EXERCISE AIM:
Produce the full set of records below once more, exactly as they stand.

[PROVIDED DATA]

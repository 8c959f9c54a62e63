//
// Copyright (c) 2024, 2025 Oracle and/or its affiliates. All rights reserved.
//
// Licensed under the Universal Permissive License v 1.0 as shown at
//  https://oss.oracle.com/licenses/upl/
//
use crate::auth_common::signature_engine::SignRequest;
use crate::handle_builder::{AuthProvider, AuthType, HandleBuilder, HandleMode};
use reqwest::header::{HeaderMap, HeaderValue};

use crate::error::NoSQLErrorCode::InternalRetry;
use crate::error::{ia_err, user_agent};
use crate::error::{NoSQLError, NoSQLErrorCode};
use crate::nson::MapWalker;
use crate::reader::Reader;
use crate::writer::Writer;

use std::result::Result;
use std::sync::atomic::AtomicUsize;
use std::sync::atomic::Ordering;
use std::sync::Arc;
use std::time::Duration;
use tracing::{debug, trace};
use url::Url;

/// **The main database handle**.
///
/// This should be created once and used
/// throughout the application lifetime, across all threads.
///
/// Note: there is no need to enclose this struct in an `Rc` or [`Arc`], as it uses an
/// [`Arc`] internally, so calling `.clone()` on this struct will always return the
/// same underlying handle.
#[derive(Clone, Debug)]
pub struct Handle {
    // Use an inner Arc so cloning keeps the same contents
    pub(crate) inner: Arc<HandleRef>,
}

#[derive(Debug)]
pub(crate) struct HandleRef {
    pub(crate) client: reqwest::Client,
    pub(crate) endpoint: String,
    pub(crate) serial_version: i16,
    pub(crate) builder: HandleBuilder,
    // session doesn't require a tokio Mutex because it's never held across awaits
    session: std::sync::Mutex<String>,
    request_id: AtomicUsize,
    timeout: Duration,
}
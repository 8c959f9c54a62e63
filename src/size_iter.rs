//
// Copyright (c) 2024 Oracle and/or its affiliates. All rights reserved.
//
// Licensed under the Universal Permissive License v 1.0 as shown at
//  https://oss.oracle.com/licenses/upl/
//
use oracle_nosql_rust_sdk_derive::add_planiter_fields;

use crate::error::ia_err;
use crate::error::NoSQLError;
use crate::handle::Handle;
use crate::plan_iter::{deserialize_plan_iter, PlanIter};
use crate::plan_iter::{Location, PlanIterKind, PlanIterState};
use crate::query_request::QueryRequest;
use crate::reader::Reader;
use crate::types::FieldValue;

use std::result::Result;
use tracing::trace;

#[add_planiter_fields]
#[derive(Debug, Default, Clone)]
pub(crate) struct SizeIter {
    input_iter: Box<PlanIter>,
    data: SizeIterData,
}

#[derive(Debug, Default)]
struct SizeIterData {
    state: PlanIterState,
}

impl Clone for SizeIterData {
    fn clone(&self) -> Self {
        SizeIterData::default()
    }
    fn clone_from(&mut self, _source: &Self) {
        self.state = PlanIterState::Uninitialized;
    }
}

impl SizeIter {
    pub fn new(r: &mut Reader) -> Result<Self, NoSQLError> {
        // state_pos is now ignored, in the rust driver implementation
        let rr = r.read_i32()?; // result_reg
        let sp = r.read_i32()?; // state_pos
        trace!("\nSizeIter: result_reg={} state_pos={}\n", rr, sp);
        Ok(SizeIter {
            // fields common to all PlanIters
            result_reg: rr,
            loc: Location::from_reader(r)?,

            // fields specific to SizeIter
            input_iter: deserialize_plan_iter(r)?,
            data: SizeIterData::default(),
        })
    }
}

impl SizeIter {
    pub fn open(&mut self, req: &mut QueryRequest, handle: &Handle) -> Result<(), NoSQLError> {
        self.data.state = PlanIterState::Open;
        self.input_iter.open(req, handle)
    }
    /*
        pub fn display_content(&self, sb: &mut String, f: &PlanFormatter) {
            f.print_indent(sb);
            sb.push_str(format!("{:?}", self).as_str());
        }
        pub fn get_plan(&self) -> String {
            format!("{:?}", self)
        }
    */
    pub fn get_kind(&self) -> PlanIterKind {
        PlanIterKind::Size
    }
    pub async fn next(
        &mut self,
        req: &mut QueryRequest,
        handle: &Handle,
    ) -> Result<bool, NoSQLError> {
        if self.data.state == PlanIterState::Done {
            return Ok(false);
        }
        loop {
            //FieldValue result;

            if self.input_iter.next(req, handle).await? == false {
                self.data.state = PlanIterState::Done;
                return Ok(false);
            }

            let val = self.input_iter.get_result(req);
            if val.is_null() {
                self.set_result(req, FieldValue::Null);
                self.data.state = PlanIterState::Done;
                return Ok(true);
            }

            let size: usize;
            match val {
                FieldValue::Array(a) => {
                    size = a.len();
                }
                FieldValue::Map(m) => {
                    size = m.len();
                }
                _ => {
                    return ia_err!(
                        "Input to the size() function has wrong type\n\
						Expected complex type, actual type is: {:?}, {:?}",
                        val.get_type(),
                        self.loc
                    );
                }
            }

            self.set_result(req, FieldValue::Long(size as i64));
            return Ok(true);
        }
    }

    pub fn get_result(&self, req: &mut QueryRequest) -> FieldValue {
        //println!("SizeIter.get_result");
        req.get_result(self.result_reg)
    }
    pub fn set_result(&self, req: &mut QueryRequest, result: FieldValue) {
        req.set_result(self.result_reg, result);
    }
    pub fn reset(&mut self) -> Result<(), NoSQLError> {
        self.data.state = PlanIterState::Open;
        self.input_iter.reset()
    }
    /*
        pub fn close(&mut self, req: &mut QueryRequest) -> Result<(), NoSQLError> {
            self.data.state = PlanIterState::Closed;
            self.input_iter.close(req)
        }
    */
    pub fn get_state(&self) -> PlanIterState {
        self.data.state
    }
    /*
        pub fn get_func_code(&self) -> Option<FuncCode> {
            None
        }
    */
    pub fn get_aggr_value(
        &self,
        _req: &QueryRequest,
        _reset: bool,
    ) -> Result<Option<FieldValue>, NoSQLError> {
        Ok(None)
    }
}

[/PROVIDED DATA]

SOLUTION TO THE EXERCISE:
repository 8c959f9c54a62e63
//
// Copyright (c) 2024, 2025 Oracle and/or its affiliates. All rights reserved.
//
// Licensed under the Universal Permissive License v 1.0 as shown at
//  https://oss.oracle.com/licenses/upl/
//
use crate::auth_common::signature_engine::SignRequest;
use crate::handle_builder::{AuthProvider, AuthType, HandleBuilder, HandleMode};
use reqwest::header::{HeaderMap, HeaderValue};

use crate::error::NoSQLErrorCode::InternalRetry;
use crate::error::{ia_err, user_agent};
use crate::error::{NoSQLError, NoSQLErrorCode};
use crate::nson::MapWalker;
use crate::reader::Reader;
use crate::writer::Writer;

use std::result::Result;
use std::sync::atomic::AtomicUsize;
use std::sync::atomic::Ordering;
use std::sync::Arc;
use std::time::Duration;
use tracing::{debug, trace};
use url::Url;

/// **The main database handle**.
///
/// This should be created once and used
/// throughout the application lifetime, across all threads.
///
/// Note: there is no need to enclose this struct in an `Rc` or [`Arc`], as it uses an
/// [`Arc`] internally, so calling `.clone()` on this struct will always return the
/// same underlying handle.
#[derive(Clone, Debug)]
pub struct Handle {
    // Use an inner Arc so cloning keeps the same contents
    pub(crate) inner: Arc<HandleRef>,
}

#[derive(Debug)]
pub(crate) struct HandleRef {
    pub(crate) client: reqwest::Client,
    pub(crate) endpoint: String,
    pub(crate) serial_version: i16,
    pub(crate) builder: HandleBuilder,
    // session doesn't require a tokio Mutex because it's never held across awaits
    session: std::sync::Mutex<String>,
    request_id: AtomicUsize,
    timeout: Duration,
}
repository 8c959f9c54a62e63
filename src/size_iter.rs
//
// Copyright (c) 2024 Oracle and/or its affiliates. All rights reserved.
//
// Licensed under the Universal Permissive License v 1.0 as shown at
//  https://oss.oracle.com/licenses/upl/
//
use oracle_nosql_rust_sdk_derive::add_planiter_fields;

use crate::error::ia_err;
use crate::error::NoSQLError;
use crate::handle::Handle;
use crate::plan_iter::{deserialize_plan_iter, PlanIter};
use crate::plan_iter::{Location, PlanIterKind, PlanIterState};
use crate::query_request::QueryRequest;
use crate::reader::Reader;
use crate::types::FieldValue;

use std::result::Result;
use tracing::trace;

#[add_planiter_fields]
#[derive(Debug, Default, Clone)]
pub(crate) struct SizeIter {
    input_iter: Box<PlanIter>,
    data: SizeIterData,
}

#[derive(Debug, Default)]
struct SizeIterData {
    state: PlanIterState,
}

impl Clone for SizeIterData {
    fn clone(&self) -> Self {
        SizeIterData::default()
    }
    fn clone_from(&mut self, _source: &Self) {
        self.state = PlanIterState::Uninitialized;
    }
}

impl SizeIter {
    pub fn new(r: &mut Reader) -> Result<Self, NoSQLError> {
        // state_pos is now ignored, in the rust driver implementation
        let rr = r.read_i32()?; // result_reg
        let sp = r.read_i32()?; // state_pos
        trace!("\nSizeIter: result_reg={} state_pos={}\n", rr, sp);
        Ok(SizeIter {
            // fields common to all PlanIters
            result_reg: rr,
            loc: Location::from_reader(r)?,

            // fields specific to SizeIter
            input_iter: deserialize_plan_iter(r)?,
            data: SizeIterData::default(),
        })
    }
}

impl SizeIter {
    pub fn open(&mut self, req: &mut QueryRequest, handle: &Handle) -> Result<(), NoSQLError> {
        self.data.state = PlanIterState::Open;
        self.input_iter.open(req, handle)
    }
    /*
        pub fn display_content(&self, sb: &mut String, f: &PlanFormatter) {
            f.print_indent(sb);
            sb.push_str(format!("{:?}", self).as_str());
        }
        pub fn get_plan(&self) -> String {
            format!("{:?}", self)
        }
    */
    pub fn get_kind(&self) -> PlanIterKind {
        PlanIterKind::Size
    }
    pub async fn next(
        &mut self,
        req: &mut QueryRequest,
        handle: &Handle,
    ) -> Result<bool, NoSQLError> {
        if self.data.state == PlanIterState::Done {
            return Ok(false);
        }
        loop {
            //FieldValue result;

            if self.input_iter.next(req, handle).await? == false {
                self.data.state = PlanIterState::Done;
                return Ok(false);
            }

            let val = self.input_iter.get_result(req);
            if val.is_null() {
                self.set_result(req, FieldValue::Null);
                self.data.state = PlanIterState::Done;
                return Ok(true);
            }

            let size: usize;
            match val {
                FieldValue::Array(a) => {
                    size = a.len();
                }
                FieldValue::Map(m) => {
                    size = m.len();
                }
                _ => {
                    return ia_err!(
                        "Input to the size() function has wrong type\n\
						Expected complex type, actual type is: {:?}, {:?}",
                        val.get_type(),
                        self.loc
                    );
                }
            }

            self.set_result(req, FieldValue::Long(size as i64));
            return Ok(true);
        }
    }

    pub fn get_result(&self, req: &mut QueryRequest) -> FieldValue {
        //println!("SizeIter.get_result");
        req.get_result(self.result_reg)
    }
    pub fn set_result(&self, req: &mut QueryRequest, result: FieldValue) {
        req.set_result(self.result_reg, result);
    }
    pub fn reset(&mut self) -> Result<(), NoSQLError> {
        self.data.state = PlanIterState::Open;
        self.input_iter.reset()
    }
    /*
        pub fn close(&mut self, req: &mut QueryRequest) -> Result<(), NoSQLError> {
            self.data.state = PlanIterState::Closed;
            self.input_iter.close(req)
        }
    */
    pub fn get_state(&self) -> PlanIterState {
        self.data.state
    }
    /*
        pub fn get_func_code(&self) -> Option<FuncCode> {
            None
        }
    */
    pub fn get_aggr_value(
        &self,
        _req: &QueryRequest,
        _reset: bool,
    ) -> Result<Option<FieldValue>, NoSQLError> {
        Ok(None)
    }
}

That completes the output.